We offer the most effective available chelation treatments including intravenous deferoxamine (Desferal) and oral deferesirox (Exjade). For patients with hard-to-treat thalassemia, we provide access to Deferiprone, an experimental iron chelator currently under study.

Thalassemia Program leader Ellis Neufeld, MD, PhD, is leading clinical trials of a novel iron chelator which holds promise for individuals not responding well to other chelation therapy. He is also the principal investigator for the NIH-sponsored Thalassemia Longitudinal Cohort, a long-term study of patients treated for thalassemia.

Our experienced staff of researchers is working to design new chelators and investigate the effectiveness of new chelation therapies and combination chelation therapy.
 

Gene therapy

Currently, researchers in our Thalassemia Program are working on gene therapies ,  in the hopes of developing new treatments for thalassemia.
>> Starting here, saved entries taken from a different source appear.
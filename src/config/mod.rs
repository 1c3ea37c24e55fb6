//! Configuration module
//!
//! Handles loading and saving peerweave configuration.

use serde::{Deserialize, Serialize};
use std::net::{IpAddr, Ipv4Addr, SocketAddr};
use std::path::{Path, PathBuf};
use std::time::Duration;
use thiserror::Error;
use uuid::Uuid;

use crate::crypto::{self, CryptoError, PeerKeys};
use crate::network::{NetworkConfig, PeerInfo};
use crate::protocol::DEFAULT_PORT;

/// Configuration errors
#[derive(Error, Debug)]
pub enum ConfigError {
    #[error("IO error: {0}")]
    Io(#[from] std::io::Error),

    #[error("Parse error: {0}")]
    Parse(#[from] toml::de::Error),

    #[error("Serialize error: {0}")]
    Serialize(#[from] toml::ser::Error),

    #[error("Config file not found: {0:?}")]
    NotFound(PathBuf),

    #[error("Key error in {0:?}: {1}")]
    Key(PathBuf, CryptoError),

    #[error("Public key {0:?} does not match the private key")]
    KeyMismatch(PathBuf),
}

pub type ConfigResult<T> = Result<T, ConfigError>;

/// Main application configuration
#[derive(Debug, Clone, Default, Serialize, Deserialize)]
pub struct Config {
    /// General settings
    #[serde(default)]
    pub general: GeneralConfig,

    /// Socket and timer settings
    #[serde(default)]
    pub network: TransportConfig,

    /// Key files
    #[serde(default)]
    pub keys: KeysConfig,

    /// Statically known peers
    #[serde(default)]
    pub peers: Vec<PeerEntry>,
}

/// General configuration
#[derive(Debug, Clone, Serialize, Deserialize)]
pub struct GeneralConfig {
    /// Peer identifier (random per run if not set)
    pub peer_id: Option<Uuid>,
    /// Human-readable name for this peer
    pub name: String,
}

impl Default for GeneralConfig {
    fn default() -> Self {
        Self {
            peer_id: None,
            name: hostname::get()
                .map(|h| h.to_string_lossy().to_string())
                .unwrap_or_else(|_| "unknown".to_string()),
        }
    }
}

/// Network configuration
#[derive(Debug, Clone, Serialize, Deserialize)]
pub struct TransportConfig {
    /// UDP port to listen on
    #[serde(default = "default_port")]
    pub port: u16,
    /// Interface to bind to (default: all)
    pub bind_address: Option<IpAddr>,
    #[serde(default = "default_discovery_interval")]
    pub discovery_interval_ms: u64,
    #[serde(default = "default_inventory_interval")]
    pub inventory_interval_ms: u64,
    /// How long Get/Set/BeginTx/Commit wait for a reply
    #[serde(default = "default_request_timeout")]
    pub request_timeout_ms: u64,
    /// How long a seen message id is remembered
    #[serde(default = "default_dedup_ttl")]
    pub dedup_ttl_ms: u64,
    /// Minimum gap between history pulls for one object
    #[serde(default = "default_history_throttle")]
    pub history_throttle_ms: u64,
    #[serde(default = "default_kill_delay")]
    pub kill_delay_ms: u64,
}

fn default_port() -> u16 {
    DEFAULT_PORT
}

fn default_discovery_interval() -> u64 {
    10_000
}

fn default_inventory_interval() -> u64 {
    30_000
}

fn default_request_timeout() -> u64 {
    5000
}

fn default_dedup_ttl() -> u64 {
    60_000
}

fn default_history_throttle() -> u64 {
    2000
}

fn default_kill_delay() -> u64 {
    500
}

impl Default for TransportConfig {
    fn default() -> Self {
        Self {
            port: default_port(),
            bind_address: None,
            discovery_interval_ms: default_discovery_interval(),
            inventory_interval_ms: default_inventory_interval(),
            request_timeout_ms: default_request_timeout(),
            dedup_ttl_ms: default_dedup_ttl(),
            history_throttle_ms: default_history_throttle(),
            kill_delay_ms: default_kill_delay(),
        }
    }
}

/// Key configuration
#[derive(Debug, Clone, Default, Serialize, Deserialize)]
pub struct KeysConfig {
    /// PKCS#8 PEM private key; without one inbound packets cannot be read
    pub private_key: Option<PathBuf>,
    /// PKCS#8 PEM public key handed to other peers
    pub public_key: Option<PathBuf>,
}

/// A statically configured peer
#[derive(Debug, Clone, Serialize, Deserialize)]
pub struct PeerEntry {
    pub id: Uuid,
    pub address: IpAddr,
    #[serde(default = "default_port")]
    pub port: u16,
    /// PEM public key used to encrypt traffic to this peer
    pub public_key: Option<PathBuf>,
}

impl Config {
    /// Load configuration from a file
    pub fn load(path: &Path) -> ConfigResult<Self> {
        if !path.exists() {
            return Err(ConfigError::NotFound(path.to_path_buf()));
        }

        let contents = std::fs::read_to_string(path)?;
        let config: Config = toml::from_str(&contents)?;
        Ok(config)
    }

    /// Load configuration from the default location
    pub fn load_default() -> ConfigResult<Self> {
        let config_paths = [
            dirs::config_dir().map(|p| p.join("peerweave/config.toml")),
            Some(PathBuf::from("./peerweave.toml")),
            Some(PathBuf::from("./config.toml")),
        ];

        for path in config_paths.iter().flatten() {
            if path.exists() {
                return Self::load(path);
            }
        }

        // Return default config if no file found
        Ok(Self::default())
    }

    /// Save configuration to a file
    pub fn save(&self, path: &Path) -> ConfigResult<()> {
        let contents = toml::to_string_pretty(self)?;

        if let Some(parent) = path.parent() {
            std::fs::create_dir_all(parent)?;
        }

        std::fs::write(path, contents)?;
        Ok(())
    }

    /// Get the peer ID, generating one if not set
    pub fn peer_id(&self) -> Uuid {
        self.general.peer_id.unwrap_or_else(Uuid::new_v4)
    }

    /// Runtime node settings
    pub fn network_config(&self) -> NetworkConfig {
        let net = &self.network;
        NetworkConfig {
            port: net.port,
            bind_address: net
                .bind_address
                .unwrap_or(IpAddr::V4(Ipv4Addr::UNSPECIFIED)),
            // Periodic timers need a non-zero period
            discovery_interval: Duration::from_millis(net.discovery_interval_ms.max(1)),
            inventory_interval: Duration::from_millis(net.inventory_interval_ms.max(1)),
            request_timeout: Duration::from_millis(net.request_timeout_ms),
            dedup_ttl: Duration::from_millis(net.dedup_ttl_ms),
            history_throttle: Duration::from_millis(net.history_throttle_ms),
            kill_delay: Duration::from_millis(net.kill_delay_ms),
        }
    }

    /// Load the local keypair, if one is configured
    ///
    /// A configured public key must belong to the private key, since it is
    /// the file handed to other peers.
    pub fn load_keys(&self) -> ConfigResult<Option<PeerKeys>> {
        let Some(path) = &self.keys.private_key else {
            return Ok(None);
        };
        let keys = PeerKeys::load(path).map_err(|e| ConfigError::Key(path.clone(), e))?;

        if let Some(public_path) = &self.keys.public_key {
            let public_key = crypto::load_public_key(public_path)
                .map_err(|e| ConfigError::Key(public_path.clone(), e))?;
            if &public_key != keys.public_key() {
                return Err(ConfigError::KeyMismatch(public_path.clone()));
            }
        }

        Ok(Some(keys))
    }

    /// Build directory entries for the configured peers
    pub fn load_peers(&self) -> ConfigResult<Vec<PeerInfo>> {
        self.peers
            .iter()
            .map(|entry| {
                let public_key = match &entry.public_key {
                    Some(path) => Some(
                        crypto::load_public_key(path)
                            .map_err(|e| ConfigError::Key(path.clone(), e))?,
                    ),
                    None => None,
                };
                let addr = SocketAddr::new(entry.address, entry.port);
                Ok(PeerInfo::new(entry.id, addr, public_key))
            })
            .collect()
    }
}

/// Generate a sample configuration file
pub fn generate_sample_config() -> ConfigResult<String> {
    let config = Config {
        general: GeneralConfig {
            peer_id: Some(Uuid::from_u128(0x1d2c_3b4a_5968_4776_8596_a4b3_c2d1_e0f0)),
            name: "workstation".to_string(),
        },
        keys: KeysConfig {
            private_key: Some(PathBuf::from("keys/private.pem")),
            public_key: Some(PathBuf::from("keys/public.pem")),
        },
        peers: vec![PeerEntry {
            id: Uuid::from_u128(0x0f1e_2d3c_4b5a_4968_8776_8594_a3b2_c1d0),
            address: IpAddr::V4(Ipv4Addr::new(192, 168, 1, 20)),
            port: DEFAULT_PORT,
            public_key: Some(PathBuf::from("keys/laptop.pem")),
        }],
        ..Default::default()
    };

    Ok(toml::to_string_pretty(&config)?)
}

#[cfg(test)]
mod tests {
    use super::*;
    use tempfile::{NamedTempFile, TempDir};

    #[test]
    fn test_default_config() {
        let config = Config::default();
        assert_eq!(config.network.port, DEFAULT_PORT);
        assert!(config.peers.is_empty());

        let runtime = config.network_config();
        assert_eq!(runtime.request_timeout, Duration::from_secs(5));
        assert_eq!(runtime.kill_delay, Duration::from_millis(500));
    }

    #[test]
    fn test_save_and_load() {
        let mut config = Config::default();
        config.general.peer_id = Some(Uuid::new_v4());
        config.network.port = 25000;
        let file = NamedTempFile::new().unwrap();

        config.save(file.path()).unwrap();

        let loaded = Config::load(file.path()).unwrap();
        assert_eq!(loaded.network.port, 25000);
        assert_eq!(loaded.peer_id(), config.peer_id());
    }

    #[test]
    fn test_missing_file() {
        let dir = TempDir::new().unwrap();
        let result = Config::load(&dir.path().join("absent.toml"));
        assert!(matches!(result, Err(ConfigError::NotFound(_))));
    }

    #[test]
    fn test_partial_file_uses_defaults() {
        let config: Config = toml::from_str(
            r#"
            [network]
            port = 30000

            [[peers]]
            id = "6f1c1f8e-8d0a-4a44-9a0b-2f6c0d1e2a3b"
            address = "10.0.0.7"
            "#,
        )
        .unwrap();
        assert_eq!(config.network.port, 30000);
        assert_eq!(config.network.history_throttle_ms, 2000);
        assert_eq!(config.peers[0].port, DEFAULT_PORT);

        let peers = config.load_peers().unwrap();
        assert_eq!(peers[0].socket_addr(), "10.0.0.7:24900".parse().unwrap());
        assert!(peers[0].public_key.is_none());
    }

    #[test]
    fn test_load_keys_and_peers() {
        let dir = TempDir::new().unwrap();
        crypto::test_keys::alice().save(dir.path()).unwrap();

        let mut config = Config::default();
        config.keys.private_key = Some(dir.path().join("private.pem"));
        config.peers.push(PeerEntry {
            id: Uuid::new_v4(),
            address: IpAddr::V4(Ipv4Addr::LOCALHOST),
            port: 25001,
            public_key: Some(dir.path().join("public.pem")),
        });

        let keys = config.load_keys().unwrap().unwrap();
        assert_eq!(keys.public_key(), crypto::test_keys::alice().public_key());

        let peers = config.load_peers().unwrap();
        assert_eq!(peers[0].public_key.as_ref(), Some(keys.public_key()));
    }

    #[test]
    fn test_public_key_must_match() {
        let (ours, theirs) = (TempDir::new().unwrap(), TempDir::new().unwrap());
        crypto::test_keys::alice().save(ours.path()).unwrap();
        crypto::test_keys::bob().save(theirs.path()).unwrap();

        let mut config = Config::default();
        config.keys.private_key = Some(ours.path().join("private.pem"));
        config.keys.public_key = Some(ours.path().join("public.pem"));
        assert!(config.load_keys().unwrap().is_some());

        config.keys.public_key = Some(theirs.path().join("public.pem"));
        assert!(matches!(config.load_keys(), Err(ConfigError::KeyMismatch(_))));

        config.keys.public_key = Some(ours.path().join("absent.pem"));
        assert!(matches!(config.load_keys(), Err(ConfigError::Key(..))));
    }

    #[test]
    fn test_zero_intervals_are_clamped() {
        let config: Config = toml::from_str(
            r#"
            [network]
            discovery_interval_ms = 0
            inventory_interval_ms = 0
            "#,
        )
        .unwrap();
        let runtime = config.network_config();
        assert_eq!(runtime.discovery_interval, Duration::from_millis(1));
        assert_eq!(runtime.inventory_interval, Duration::from_millis(1));
    }

    #[test]
    fn test_sample_config() {
        let sample = generate_sample_config().unwrap();
        let parsed: Config = toml::from_str(&sample).unwrap();
        assert_eq!(parsed.general.name, "workstation");
        assert_eq!(parsed.peers.len(), 1);
    }
}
Hemoglobin is a protein in red blood cells that helps them carry oxygen from the lungs to all parts of the body. In thalassemia, the body’s ability to produce hemoglobin is compromised because of defects in either the alpha globin or beta globin genes, which contribute the protein portion of hemoglobin. This results in anemia that can range from mild to life-threatening.

Stuart Orkin, MD, and Vijay Sankaran, an MD-PhD student in Orkin's lab, identified a way to compensate for this problem: getting red blood cells to make another type of hemoglobin that normally stops being made after birth.

At birth, fetal hemoglobin (HbF) comprises 50 to 95 percent of a child's hemoglobin. As the child grows during the first year of life, there's a gradual switch to adult beta hemoglobin production. Until now, there's been no good direct way to reactivate HbF production.

Orkin, Sankaran and collaborators identified a gene which directly suppresses HbF production. They are conducting further studies to figure out how to target the gene therapeutically. If a strategy is found, it could potentially transform beta thalassemia into a benign or nearly benign condition.